>>>>
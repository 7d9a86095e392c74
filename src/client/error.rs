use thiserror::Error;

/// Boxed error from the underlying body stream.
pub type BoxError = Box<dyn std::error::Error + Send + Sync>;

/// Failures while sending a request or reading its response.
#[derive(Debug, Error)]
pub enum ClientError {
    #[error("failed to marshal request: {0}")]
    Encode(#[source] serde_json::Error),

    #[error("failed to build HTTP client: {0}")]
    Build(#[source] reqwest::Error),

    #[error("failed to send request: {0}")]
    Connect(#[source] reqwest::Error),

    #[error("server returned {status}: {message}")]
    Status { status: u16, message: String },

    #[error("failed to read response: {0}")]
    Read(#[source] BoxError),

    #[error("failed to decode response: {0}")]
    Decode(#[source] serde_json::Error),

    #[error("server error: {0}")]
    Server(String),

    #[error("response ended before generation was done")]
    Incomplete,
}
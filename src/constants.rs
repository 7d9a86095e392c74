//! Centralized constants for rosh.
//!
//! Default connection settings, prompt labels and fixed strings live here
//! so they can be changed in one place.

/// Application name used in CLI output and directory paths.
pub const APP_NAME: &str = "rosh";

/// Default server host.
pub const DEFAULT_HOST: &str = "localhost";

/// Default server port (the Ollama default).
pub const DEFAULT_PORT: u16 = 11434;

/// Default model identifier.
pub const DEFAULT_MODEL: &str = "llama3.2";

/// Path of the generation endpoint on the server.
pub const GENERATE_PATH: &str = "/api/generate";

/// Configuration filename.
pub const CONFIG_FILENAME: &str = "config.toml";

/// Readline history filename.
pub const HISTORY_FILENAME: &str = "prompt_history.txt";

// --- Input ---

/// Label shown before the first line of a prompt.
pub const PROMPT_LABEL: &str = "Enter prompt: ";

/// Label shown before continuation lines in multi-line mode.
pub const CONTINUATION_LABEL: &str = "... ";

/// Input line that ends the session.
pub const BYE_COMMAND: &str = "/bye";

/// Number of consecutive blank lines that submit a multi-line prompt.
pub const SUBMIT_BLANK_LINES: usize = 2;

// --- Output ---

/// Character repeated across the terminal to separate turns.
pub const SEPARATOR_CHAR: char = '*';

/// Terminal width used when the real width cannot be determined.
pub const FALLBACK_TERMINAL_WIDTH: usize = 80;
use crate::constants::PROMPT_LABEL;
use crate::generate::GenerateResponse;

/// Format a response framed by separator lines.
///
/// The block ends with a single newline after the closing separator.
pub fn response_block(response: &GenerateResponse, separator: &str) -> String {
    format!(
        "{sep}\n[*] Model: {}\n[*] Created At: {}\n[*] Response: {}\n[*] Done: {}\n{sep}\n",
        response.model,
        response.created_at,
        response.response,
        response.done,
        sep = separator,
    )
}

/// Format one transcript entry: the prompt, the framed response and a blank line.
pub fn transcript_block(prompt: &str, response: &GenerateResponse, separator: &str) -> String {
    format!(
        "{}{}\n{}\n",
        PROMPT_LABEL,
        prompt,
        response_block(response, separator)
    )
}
<<<<
- **What you should do**
An exact, complete copy of the records is the expected answer.

- **Solution**
repository 7d9a86095e392c74
filename src/client/error.rs
use thiserror::Error;

/// Boxed error from the underlying body stream.
pub type BoxError = Box<dyn std::error::Error + Send + Sync>;

/// Failures while sending a request or reading its response.
#[derive(Debug, Error)]
pub enum ClientError {
    #[error("failed to marshal request: {0}")]
    Encode(#[source] serde_json::Error),

    #[error("failed to build HTTP client: {0}")]
    Build(#[source] reqwest::Error),

    #[error("failed to send request: {0}")]
    Connect(#[source] reqwest::Error),

    #[error("server returned {status}: {message}")]
    Status { status: u16, message: String },

    #[error("failed to read response: {0}")]
    Read(#[source] BoxError),

    #[error("failed to decode response: {0}")]
    Decode(#[source] serde_json::Error),

    #[error("server error: {0}")]
    Server(String),

    #[error("response ended before generation was done")]
    Incomplete,
}
filename src/constants.rs
repository 7d9a86095e392c74
//! Centralized constants for rosh.
//!
//! Default connection settings, prompt labels and fixed strings live here
//! so they can be changed in one place.

/// Application name used in CLI output and directory paths.
pub const APP_NAME: &str = "rosh";

/// Default server host.
pub const DEFAULT_HOST: &str = "localhost";

/// Default server port (the Ollama default).
pub const DEFAULT_PORT: u16 = 11434;

/// Default model identifier.
pub const DEFAULT_MODEL: &str = "llama3.2";

/// Path of the generation endpoint on the server.
pub const GENERATE_PATH: &str = "/api/generate";

/// Configuration filename.
pub const CONFIG_FILENAME: &str = "config.toml";

/// Readline history filename.
pub const HISTORY_FILENAME: &str = "prompt_history.txt";

// --- Input ---

/// Label shown before the first line of a prompt.
pub const PROMPT_LABEL: &str = "Enter prompt: ";

/// Label shown before continuation lines in multi-line mode.
pub const CONTINUATION_LABEL: &str = "... ";

/// Input line that ends the session.
pub const BYE_COMMAND: &str = "/bye";

/// Number of consecutive blank lines that submit a multi-line prompt.
pub const SUBMIT_BLANK_LINES: usize = 2;

// --- Output ---

/// Character repeated across the terminal to separate turns.
pub const SEPARATOR_CHAR: char = '*';

/// Terminal width used when the real width cannot be determined.
pub const FALLBACK_TERMINAL_WIDTH: usize = 80;
use crate::constants::PROMPT_LABEL;
use crate::generate::GenerateResponse;

/// Format a response framed by separator lines.
///
/// The block ends with a single newline after the closing separator.
pub fn response_block(response: &GenerateResponse, separator: &str) -> String {
    format!(
        "{sep}\n[*] Model: {}\n[*] Created At: {}\n[*] Response: {}\n[*] Done: {}\n{sep}\n",
        response.model,
        response.created_at,
        response.response,
        response.done,
        sep = separator,
    )
}

/// Format one transcript entry: the prompt, the framed response and a blank line.
pub fn transcript_block(prompt: &str, response: &GenerateResponse, separator: &str) -> String {
    format!(
        "{}{}\n{}\n",
        PROMPT_LABEL,
        prompt,
        response_block(response, separator)
    )
}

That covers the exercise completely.